J’ai vu aujourd’hui notre belle compagnie. M. du Deffand n’est pas du nombre ; il y a une religieuse de Fontevrault, qui s’appelle Tavannes ; un président du présidial d’Abbeville, qui a un habit d’écarlate galonné d’or avec des franges : rien n’est plus magnifique ni plus convenable au lieu et à la saison. On nous l’avait annoncé pour un gros joueur, et qui serait ravi de faire notre partie et de quitter le petit jeu qu’il avait été forcé de jouer : En effet, il a joué aujourd’hui au piquet au liard, et a consenti que sa femme jouât au quadrille au douze sous, à condition qu’il n’y aurait point de queue ; mais quoiqu’elle ait gagné un petit écu, il y aura une réforme, et demain nous ne jouerons qu’au deux ou trois sous.

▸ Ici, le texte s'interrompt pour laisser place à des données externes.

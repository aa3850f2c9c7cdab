use thiserror::Error;

#[derive(Debug, Error)]
pub enum LmdbError {
    #[error("LMDB error: {0}")]
    Heed(#[from] heed::Error),

    #[error("I/O error: {0}")]
    Io(#[from] std::io::Error),

    #[error("key not found: {0}")]
    NotFound(String),

    #[error("serialization error: {0}")]
    Serialization(String),

    #[error("schema error: {0}")]
    Schema(String),
}

impl From<bincode::Error> for LmdbError {
    fn from(e: bincode::Error) -> Self {
        LmdbError::Serialization(e.to_string())
    }
}

impl From<LmdbError> for tally_store::StoreError {
    fn from(e: LmdbError) -> Self {
        use tally_store::StoreError;
        match e {
            LmdbError::NotFound(what) => StoreError::NotFound(what),
            LmdbError::Serialization(msg) => StoreError::Serialization(msg),
            LmdbError::Schema(msg) => StoreError::Corruption(msg),
            other => StoreError::Backend(other.to_string()),
        }
    }
}
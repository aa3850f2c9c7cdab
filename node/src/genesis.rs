//! Chain head bookkeeping and genesis initialisation.
//!
//! The head is two meta entries written in the same change set as each
//! block's state: the last committed block number and the round view after
//! it. A store without them has never seen genesis.

use std::collections::HashSet;

use tally_oracle::RoundView;
use tally_store::{ChangeSet, StateStore};

use crate::config::GenesisConfig;
use crate::NodeError;

pub const LAST_BLOCK_KEY: &str = "last_block";
pub const ROUND_VIEW_KEY: &str = "round_view";

/// Last committed block and the round view that follows it.
#[derive(Clone, Copy, Debug, PartialEq, Eq)]
pub struct ChainHead {
    pub last_block: u64,
    pub view: RoundView,
}

impl ChainHead {
    pub fn genesis() -> Self {
        Self {
            last_block: 0,
            view: RoundView::genesis(),
        }
    }

    /// Meta entries that persist this head.
    pub fn meta_entries(&self) -> Result<Vec<(String, Vec<u8>)>, NodeError> {
        let view = bincode::serialize(&self.view).map_err(|e| NodeError::Encoding(e.to_string()))?;
        Ok(vec![
            (LAST_BLOCK_KEY.to_string(), self.last_block.to_be_bytes().to_vec()),
            (ROUND_VIEW_KEY.to_string(), view),
        ])
    }
}

/// Read the persisted head, if genesis has been applied.
pub fn load_head(store: &dyn StateStore) -> Result<Option<ChainHead>, NodeError> {
    let Some(raw) = store.get_meta(LAST_BLOCK_KEY)? else {
        return Ok(None);
    };
    let bytes: [u8; 8] = raw
        .as_slice()
        .try_into()
        .map_err(|_| NodeError::Encoding(format!("{LAST_BLOCK_KEY} has {} bytes", raw.len())))?;
    let view_bytes = store
        .get_meta(ROUND_VIEW_KEY)?
        .ok_or_else(|| NodeError::Encoding(format!("{ROUND_VIEW_KEY} missing")))?;
    let view: RoundView =
        bincode::deserialize(&view_bytes).map_err(|e| NodeError::Encoding(e.to_string()))?;
    Ok(Some(ChainHead {
        last_block: u64::from_be_bytes(bytes),
        view,
    }))
}

/// Fund the genesis accounts and write the genesis head, atomically.
pub fn apply_genesis(store: &dyn StateStore, genesis: &GenesisConfig) -> Result<ChainHead, NodeError> {
    let mut seen = HashSet::new();
    let mut accounts = Vec::with_capacity(genesis.accounts.len());
    for account in &genesis.accounts {
        if !seen.insert(account.address) {
            return Err(NodeError::Config(format!(
                "genesis account {} listed twice",
                account.address
            )));
        }
        accounts.push(tally_store::AccountInfo {
            address: account.address,
            balance: account.balance(),
            nonce: 0,
        });
    }

    let head = ChainHead::genesis();
    let changes = ChangeSet {
        accounts,
        votes: Vec::new(),
        meta: head.meta_entries()?,
    };
    store.apply_changes(&changes)?;
    tracing::info!(
        accounts = changes.accounts.len(),
        voters = genesis.voters.len(),
        "genesis applied"
    );
    Ok(head)
}

#[cfg(test)]
mod tests {
    use super::*;
    use crate::config::GenesisAccount;
    use tally_nullables::NullStore;
    use tally_store::AccountStore;
    use tally_types::amount::TOKEN_UNIT;
    use tally_types::{Address, Round, Wei};

    #[test]
    fn fresh_store_has_no_head() {
        assert_eq!(load_head(&NullStore::new()).unwrap(), None);
    }

    #[test]
    fn genesis_funds_accounts_and_writes_head() {
        let store = NullStore::new();
        let genesis = GenesisConfig {
            accounts: vec![GenesisAccount {
                address: Address::repeat(1),
                balance_tokens: 3,
            }],
            voters: vec![Address::repeat(1)],
        };
        apply_genesis(&store, &genesis).unwrap();

        assert_eq!(store.balance(&Address::repeat(1)).unwrap(), Wei::new(3 * TOKEN_UNIT));
        assert_eq!(load_head(&store).unwrap(), Some(ChainHead::genesis()));
    }

    #[test]
    fn duplicate_genesis_account_rejected() {
        let store = NullStore::new();
        let account = GenesisAccount {
            address: Address::repeat(1),
            balance_tokens: 3,
        };
        let genesis = GenesisConfig {
            accounts: vec![account.clone(), account],
            voters: Vec::new(),
        };
        assert!(matches!(apply_genesis(&store, &genesis), Err(NodeError::Config(_))));
        assert_eq!(load_head(&store).unwrap(), None);
    }

    #[test]
    fn head_roundtrips_through_meta() {
        let store = NullStore::new();
        let head = ChainHead {
            last_block: 42,
            view: RoundView {
                round: Round::new(4),
                round_start_block: 40,
                ..RoundView::genesis()
            },
        };
        store
            .apply_changes(&ChangeSet {
                meta: head.meta_entries().unwrap(),
                ..ChangeSet::default()
            })
            .unwrap();
        assert_eq!(load_head(&store).unwrap(), Some(head));
    }
}
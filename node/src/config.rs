//! Node configuration with TOML file support.

use serde::{Deserialize, Serialize};
use std::path::{Path, PathBuf};

use tally_types::amount::TOKEN_UNIT;
use tally_types::{Address, NetworkId, OracleParams, Wei};

use crate::NodeError;

/// Where the node keeps its state.
#[derive(Clone, Copy, Debug, PartialEq, Eq, Serialize, Deserialize)]
#[serde(rename_all = "lowercase")]
pub enum StorageBackend {
    /// In-memory only; state is lost on exit.
    Memory,
    /// LMDB environment under `data_dir`.
    Lmdb,
}

/// A pre-funded account created at genesis.
#[derive(Clone, Debug, PartialEq, Eq, Serialize, Deserialize)]
pub struct GenesisAccount {
    pub address: Address,
    /// Whole tokens; TOML integers cannot hold wei amounts.
    pub balance_tokens: u64,
}

impl GenesisAccount {
    pub fn balance(&self) -> Wei {
        Wei::new(u128::from(self.balance_tokens) * TOKEN_UNIT)
    }
}

#[derive(Clone, Debug, Default, PartialEq, Eq, Serialize, Deserialize)]
pub struct GenesisConfig {
    #[serde(default)]
    pub accounts: Vec<GenesisAccount>,
    /// Committee members eligible from round 0.
    #[serde(default)]
    pub voters: Vec<Address>,
}

/// Configuration for a Tally node.
///
/// Can be loaded from a TOML file via [`NodeConfig::from_toml_file`] or
/// built programmatically (e.g. for tests).
#[derive(Clone, Debug, Serialize, Deserialize)]
pub struct NodeConfig {
    #[serde(default = "default_network")]
    pub network: NetworkId,

    /// Data directory for LMDB storage.
    #[serde(default = "default_data_dir")]
    pub data_dir: PathBuf,

    #[serde(default = "default_storage")]
    pub storage: StorageBackend,

    /// LMDB map size in MiB.
    #[serde(default = "default_map_size_mb")]
    pub map_size_mb: usize,

    /// Log format: "human" or "json".
    #[serde(default = "default_log_format")]
    pub log_format: String,

    /// Log level filter: "trace", "debug", "info", "warn", "error".
    #[serde(default = "default_log_level")]
    pub log_level: String,

    #[serde(default)]
    pub enable_metrics: bool,

    /// Interval between produced blocks.
    #[serde(default = "default_block_interval_ms")]
    pub block_interval_ms: u64,

    /// Base fee of every produced block, in gwei.
    #[serde(default = "default_base_fee_gwei")]
    pub base_fee_gwei: u64,

    /// Address credited with tips of non-refunded transactions.
    #[serde(default = "default_proposer")]
    pub proposer: Address,

    #[serde(default = "default_mempool_capacity")]
    pub mempool_capacity: usize,

    /// Pending transactions allowed per sender.
    #[serde(default = "default_mempool_per_sender")]
    pub mempool_per_sender: usize,

    /// Upper bound on transactions per block.
    #[serde(default = "default_max_block_txs")]
    pub max_block_txs: usize,

    #[serde(default)]
    pub genesis: GenesisConfig,

    #[serde(default)]
    pub oracle: OracleParams,
}

// ── Serde default helpers ──────────────────────────────────────────────

fn default_network() -> NetworkId {
    NetworkId::Dev
}

fn default_data_dir() -> PathBuf {
    PathBuf::from("./tally_data")
}

fn default_storage() -> StorageBackend {
    StorageBackend::Lmdb
}

fn default_map_size_mb() -> usize {
    1024
}

fn default_log_format() -> String {
    "human".to_string()
}

fn default_log_level() -> String {
    "info".to_string()
}

fn default_block_interval_ms() -> u64 {
    1_000
}

fn default_base_fee_gwei() -> u64 {
    10
}

fn default_proposer() -> Address {
    Address::repeat(0x0b)
}

fn default_mempool_capacity() -> usize {
    10_000
}

fn default_mempool_per_sender() -> usize {
    64
}

fn default_max_block_txs() -> usize {
    1_000
}

// ── Impl ───────────────────────────────────────────────────────────────

impl NodeConfig {
    /// Load configuration from a TOML file.
    pub fn from_toml_file(path: &Path) -> Result<Self, NodeError> {
        let content =
            std::fs::read_to_string(path).map_err(|e| NodeError::Config(e.to_string()))?;
        Self::from_toml_str(&content)
    }

    /// Parse configuration from a TOML string.
    pub fn from_toml_str(s: &str) -> Result<Self, NodeError> {
        let config: Self = toml::from_str(s).map_err(|e| NodeError::Config(e.to_string()))?;
        config.validate()?;
        Ok(config)
    }

    pub fn to_toml_string(&self) -> Result<String, NodeError> {
        toml::to_string_pretty(self).map_err(|e| NodeError::Config(e.to_string()))
    }

    /// In-memory configuration for tests and local experiments.
    pub fn ephemeral() -> Self {
        Self {
            storage: StorageBackend::Memory,
            ..Self::default()
        }
    }

    pub fn validate(&self) -> Result<(), NodeError> {
        self.oracle
            .validate()
            .map_err(|e| NodeError::Config(e.to_string()))?;
        if self.block_interval_ms == 0 {
            return Err(NodeError::Config("block_interval_ms must be > 0".into()));
        }
        if self.max_block_txs == 0 {
            return Err(NodeError::Config("max_block_txs must be > 0".into()));
        }
        if self.mempool_per_sender == 0 || self.mempool_per_sender > self.mempool_capacity {
            return Err(NodeError::Config(
                "mempool_per_sender must be in 1..=mempool_capacity".into(),
            ));
        }
        Ok(())
    }

    pub fn base_fee(&self) -> Wei {
        Wei::from_gwei(self.base_fee_gwei)
    }

    pub fn map_size_bytes(&self) -> usize {
        self.map_size_mb.saturating_mul(1024 * 1024)
    }
}

impl Default for NodeConfig {
    fn default() -> Self {
        Self {
            network: default_network(),
            data_dir: default_data_dir(),
            storage: default_storage(),
            map_size_mb: default_map_size_mb(),
            log_format: default_log_format(),
            log_level: default_log_level(),
            enable_metrics: false,
            block_interval_ms: default_block_interval_ms(),
            base_fee_gwei: default_base_fee_gwei(),
            proposer: default_proposer(),
            mempool_capacity: default_mempool_capacity(),
            mempool_per_sender: default_mempool_per_sender(),
            max_block_txs: default_max_block_txs(),
            genesis: GenesisConfig::default(),
            oracle: OracleParams::default(),
        }
    }
}

#[cfg(test)]
mod tests {
    use super::*;

    #[test]
    fn default_config_round_trips_through_toml() {
        let config = NodeConfig::default();
        let toml_str = config.to_toml_string().expect("serialize");
        let parsed = NodeConfig::from_toml_str(&toml_str).expect("should parse");
        assert_eq!(parsed.block_interval_ms, config.block_interval_ms);
        assert_eq!(parsed.proposer, config.proposer);
        assert_eq!(parsed.oracle, config.oracle);
    }

    #[test]
    fn minimal_toml_uses_defaults() {
        let config = NodeConfig::from_toml_str("").expect("empty toml should use defaults");
        assert_eq!(config.network, NetworkId::Dev);
        assert_eq!(config.storage, StorageBackend::Lmdb);
        assert_eq!(config.log_format, "human");
        assert_eq!(config.oracle.vote_period, 10);
    }

    #[test]
    fn genesis_and_oracle_sections() {
        let toml = r#"
            storage = "memory"
            base_fee_gwei = 25

            [oracle]
            vote_period = 5

            [genesis]
            voters = ["0x1111111111111111111111111111111111111111"]

            [[genesis.accounts]]
            address = "0x1111111111111111111111111111111111111111"
            balance_tokens = 100
        "#;
        let config = NodeConfig::from_toml_str(toml).expect("should parse");
        assert_eq!(config.storage, StorageBackend::Memory);
        assert_eq!(config.base_fee(), Wei::from_gwei(25));
        assert_eq!(config.oracle.vote_period, 5);
        assert_eq!(config.oracle.epoch_period, 120);
        assert_eq!(config.genesis.voters, vec![Address::repeat(0x11)]);
        assert_eq!(
            config.genesis.accounts[0].balance(),
            Wei::new(100 * TOKEN_UNIT)
        );
    }

    #[test]
    fn invalid_oracle_params_rejected() {
        let err = NodeConfig::from_toml_str("[oracle]\nvote_period = 0\n").unwrap_err();
        assert!(matches!(err, NodeError::Config(_)));
    }

    #[test]
    fn missing_file_returns_config_error() {
        let result = NodeConfig::from_toml_file(Path::new("/nonexistent/tally.toml"));
        assert!(matches!(result, Err(NodeError::Config(_))));
    }
}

Tout ce que je vous mande là n’est-il pas bien intéressant ? Cela est affreux, et en voilà cependant pour deux mois. Nous espérons M. et madame de Rosambeau, je voudrais qu’ils y fussent. Bonsoir, je vais essayer de dormir. Je reprendrai demain mon griffonnage.

Mercredi, à onze heures.

Je n’ai point dormi ; mais comme rien n’a encore paru, j’ai pris une pinte d’eau qui m’a très-bien passé : je sens que je dînerai avec appétit ; cette après-dînée j’irai faire des visites, et j’espère que je pourrai me coucher et m’endormir de bonne heure. Il n’y aurait pas de malheur plus grand que d’avoir ici des insomnies. Je n’ai point encore eu de nouvelles de Formont ; je n’ose espérer de l’avoir sitôt ; je n’ose pas me flatter

  1. Fameux médecin du temps. (L.)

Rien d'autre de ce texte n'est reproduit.